Exercise instructions
Below are records; copy every line among them that contains the word "model".

****

use chrono::{DateTime, Utc};
use serde::{Deserialize, Serialize};
use serde_json::Value;
use utoipa::ToSchema;
use uuid::Uuid;

/// One step of a Plan: `tool` is `service.action`, e.g. `browser.navigate`.
#[derive(Debug, Clone, Serialize, Deserialize, PartialEq)]
pub struct PlanStep {
    pub tool: String,
    #[serde(default)]
    pub args: Value,
    #[serde(default)]
    pub needs_ok: bool,
    #[serde(default)]
    pub ok_prompt: Option<String>,
}

/// An immutable, validated sequence of steps produced by the Planner.
#[derive(Debug, Clone, Serialize, Deserialize, PartialEq)]
pub struct Plan {
    pub goal: String,
    pub steps: Vec<PlanStep>,
}

#[derive(Debug, Clone, Copy, Serialize, Deserialize, PartialEq, Eq, ToSchema)]
#[serde(rename_all = "snake_case")]
pub enum StepStatus {
    Ok,
    Error,
    Skipped,
}

#[derive(Debug, Clone, Serialize, Deserialize, PartialEq, ToSchema)]
pub struct StepResult {
    pub step_index: usize,
    pub tool: String,
    pub args: Value,
    pub status: StepStatus,
    #[serde(default)]
    pub output: Value,
    #[serde(default)]
    pub error: Option<String>,
}

#[derive(Debug, Clone, Copy, Serialize, Deserialize, PartialEq, Eq, ToSchema)]
#[serde(rename_all = "snake_case")]
pub enum TaskStatus {
    Pending,
    Running,
    PausedForApproval,
    Completed,
    Failed,
}

impl TaskStatus {
    pub fn is_terminal(self) -> bool {
        matches!(self, TaskStatus::Completed | TaskStatus::Failed)
    }
}

#[derive(Debug, Clone, Serialize, Deserialize, PartialEq)]
pub struct Task {
    pub id: Uuid,
    pub goal: String,
    pub plan: Option<Plan>,
    pub status: TaskStatus,
    pub current_step: usize,
    pub results: Vec<StepResult>,
    pub pending_approval_id: Option<Uuid>,
    pub error: Option<String>,
    pub reply: Option<String>,
    pub created_at: DateTime<Utc>,
    pub updated_at: DateTime<Utc>,
}

impl Task {
    pub fn new(goal: impl Into<String>) -> Self {
        let now = Utc::now();
        Task {
            id: Uuid::new_v4(),
            goal: goal.into(),
            plan: None,
            status: TaskStatus::Pending,
            current_step: 0,
            results: Vec::new(),
            pending_approval_id: None,
            error: None,
            reply: None,
            created_at: now,
            updated_at: now,
        }
    }
}

#[derive(Debug, Clone, Serialize, Deserialize, PartialEq)]
pub struct Approval {
    pub id: Uuid,
    pub task_id: Uuid,
    pub step_index: usize,
    pub ok_prompt: Option<String>,
    pub approved: bool,
    pub created_at: DateTime<Utc>,
    pub resolved_at: Option<DateTime<Utc>>,
}

impl Approval {
    pub fn new(task_id: Uuid, step_index: usize, ok_prompt: Option<String>) -> Self {
        Approval {
            id: Uuid::new_v4(),
            task_id,
            step_index,
            ok_prompt,
            approved: false,
            created_at: Utc::now(),
            resolved_at: None,
        }
    }
}
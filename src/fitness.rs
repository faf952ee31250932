use crate::chromosome::Chromosome;
use crate::classifier::Classifier;
use crate::data::Data;
use log::debug;

/// Held-out accuracy of a fresh classifier trained on the columns a chromosome selects.
///
/// An empty selection scores 0.0 without touching the classifier, and so does
/// any training or scoring failure: a candidate that cannot be evaluated is
/// simply a bad candidate.
pub fn evaluate<C: Classifier>(chromosome: &Chromosome, data: &Data, classifier: &C) -> f64 {
    let columns = chromosome.features_index();
    if columns.is_empty() {
        return 0.0;
    }

    let (X_train, X_test) = data.select_columns(&columns);
    match fit_and_score(classifier, &X_train, &data.y_train, &X_test, &data.y_test) {
        Ok(accuracy) => accuracy,
        Err(e) => {
            debug!("Evaluation of {} failed, fitness set to 0: {}", chromosome, e);
            0.0
        }
    }
}

/// Fit a clone of `prototype` on the training split and score it on the test split
pub fn fit_and_score<C: Classifier>(
    prototype: &C,
    X_train: &[Vec<f64>],
    y_train: &[usize],
    X_test: &[Vec<f64>],
    y_test: &[usize],
) -> Result<f64, String> {
    let mut model = prototype.clone();
    model.fit(X_train, y_train)?;
    let accuracy = model.score(X_test, y_test)?;
    if !(0.0..=1.0).contains(&accuracy) {
        return Err(format!("Accuracy {} outside [0, 1]", accuracy));
    }
    Ok(accuracy)
}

****

Completed task
    let mut model = prototype.clone();
    model.fit(X_train, y_train)?;
    let accuracy = model.score(X_test, y_test)?;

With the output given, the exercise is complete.